Four people were killed in Toronto after adze they were riding in crashed into a pole and burst into flames.

A fifth rider, an unidentified woman in her twenties, narrowly survived the crash after a bystander broke the window, allowing her to escape the burning vehicle.

According to the onlooker hero’s account, the electronic doors of the Tesla Model Y could have been to blame for the reason why the passengers were trapped inside the electric vehicle.

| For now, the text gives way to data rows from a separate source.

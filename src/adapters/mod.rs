//! Adapters - Implementations of port interfaces.
//!
//! - `MockTextGenerator` - scripted generator for tests and offline runs
//! - `OllamaTextGenerator` - generator backed by an Ollama chat server
//! - `InMemorySummarySink` - keeps summaries in memory
//! - `JsonFileSummarySink` - one JSON file per archived session

mod in_memory_sink;
mod json_file_sink;
mod mock_generator;
mod ollama_generator;

pub use in_memory_sink::InMemorySummarySink;
pub use json_file_sink::JsonFileSummarySink;
pub use mock_generator::{MockResponse, MockTextGenerator};
pub use ollama_generator::{OllamaConfig, OllamaTextGenerator, DEFAULT_ENDPOINT, DEFAULT_MODEL};
//! Bot identity configuration

use serde::Deserialize;

/// How the navigator introduces itself.
///
/// Empty organization and site fall back to the dialogue script's `meta`.
#[derive(Debug, Clone, Deserialize, PartialEq, Eq)]
pub struct BotConfig {
    #[serde(default = "default_name")]
    pub name: String,

    #[serde(default)]
    pub organization: String,

    #[serde(default)]
    pub site: String,

    #[serde(default = "default_version")]
    pub version: String,
}

impl BotConfig {
    pub fn organization_override(&self) -> Option<&str> {
        non_blank(&self.organization)
    }

    pub fn site_override(&self) -> Option<&str> {
        non_blank(&self.site)
    }
}

fn non_blank(value: &str) -> Option<&str> {
    let trimmed = value.trim();
    (!trimmed.is_empty()).then_some(trimmed)
}

impl Default for BotConfig {
    fn default() -> Self {
        Self {
            name: default_name(),
            organization: String::new(),
            site: String::new(),
            version: default_version(),
        }
    }
}

fn default_name() -> String {
    "AI Stroke Navigator".to_string()
}

fn default_version() -> String {
    env!("CARGO_PKG_VERSION").to_string()
}
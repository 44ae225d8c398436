//! Logging configuration

use serde::Deserialize;

use super::error::ValidationError;

const LEVELS: [&str; 5] = ["trace", "debug", "info", "warn", "error"];

/// Log verbosity and output format
#[derive(Debug, Clone, Deserialize, PartialEq, Eq)]
pub struct LoggingConfig {
    #[serde(default = "default_level")]
    pub level: String,

    /// Emit JSON lines instead of human-readable output
    #[serde(default)]
    pub json: bool,
}

impl LoggingConfig {
    /// Filter directive for this crate, e.g. `stroke_navigator=info`.
    pub fn filter_directive(&self) -> String {
        format!("stroke_navigator={}", self.level.to_lowercase())
    }

    pub fn validate(&self) -> Result<(), ValidationError> {
        let level = self.level.to_lowercase();
        if !LEVELS.contains(&level.as_str()) {
            return Err(ValidationError::UnknownLogLevel(self.level.clone()));
        }
        Ok(())
    }
}

impl Default for LoggingConfig {
    fn default() -> Self {
        Self {
            level: default_level(),
            json: false,
        }
    }
}

fn default_level() -> String {
    "info".to_string()
}
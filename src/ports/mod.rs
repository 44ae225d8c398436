//! Ports - Interfaces for external collaborators.
//!
//! Following hexagonal architecture, ports define the contracts between
//! the conversation engine and the outside world. Adapters implement these
//! ports.
//!
//! - `TextGenerator` - optional rephrasing of rendered prompts
//! - `SummarySink` - persistence of exported session summaries

mod summary_sink;
mod text_generator;

pub use summary_sink::{SinkError, SummarySink};
pub use text_generator::{GenerationError, GenerationRequest, TextGenerator};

“You couldn’t open the doors,” the rescuer, Rick Harper, he told him Toronto Star in a new interview. “I would suppose the young lady would have tried to open the door from the inside, as she was quite desperate to get out.” Harper added that he didn’t realize there were others trapped inside because the smoke was so thick.

“I don’t know if that was the battery or what,” Harper said. “But she couldn’t get out.”

Death trap

Police said the accident, which occurred on October 24, occurred after the driver lost control of the vehicle, hit a guardrail and then crashed into a utility pole. conformable CBCcatches fire on impact.

Authorities are still investigating the crash and fire. But the details we have so far somewhat involve electronic doors used by Tesla and other automakers, which require power to open.

The Elon Musk-owned automaker has a disturbing history of owners who receive locked in their cars powerless. Some of these cases may be due to user error, as most Teslas come with manual release levers.

However, these emergency measures were criticized for being poorly designed and placed unintuitively for certain models, which often requires intimate knowledge of the car – something most owners, let alone a panicked passenger, are unlikely to have.

Furthermore, with the Y model in particular, not all vehicles come with manual release for the rear doors, as Tesla warns in the car manual. It is unclear whether the Model Y involved in the crash was equipped with the emergency function.

Fire hazard

This is not the first time that occupants have died after being trapped in a Tesla.

In 2019, a father of five was burned alive in his Model S after the car’s self-retracting door handles failed to deploy, his family. alleged in a lawsuitpreventing bystanders and first responders from freeing him from the intense fire.

Another driver he almost met the same fate in 2021. When the Tesla Model S caught fire, he claimed he was briefly trapped inside due to the vehicle’s faulty high-tech door handles, though he eventually managed to escape.

Given that EV battery fires are some of the most formidable out there and often require tens of thousands of gallons of water and man hours to put out, a reliable way to get out of one of these vehicles in a pinch is the least you could ask for.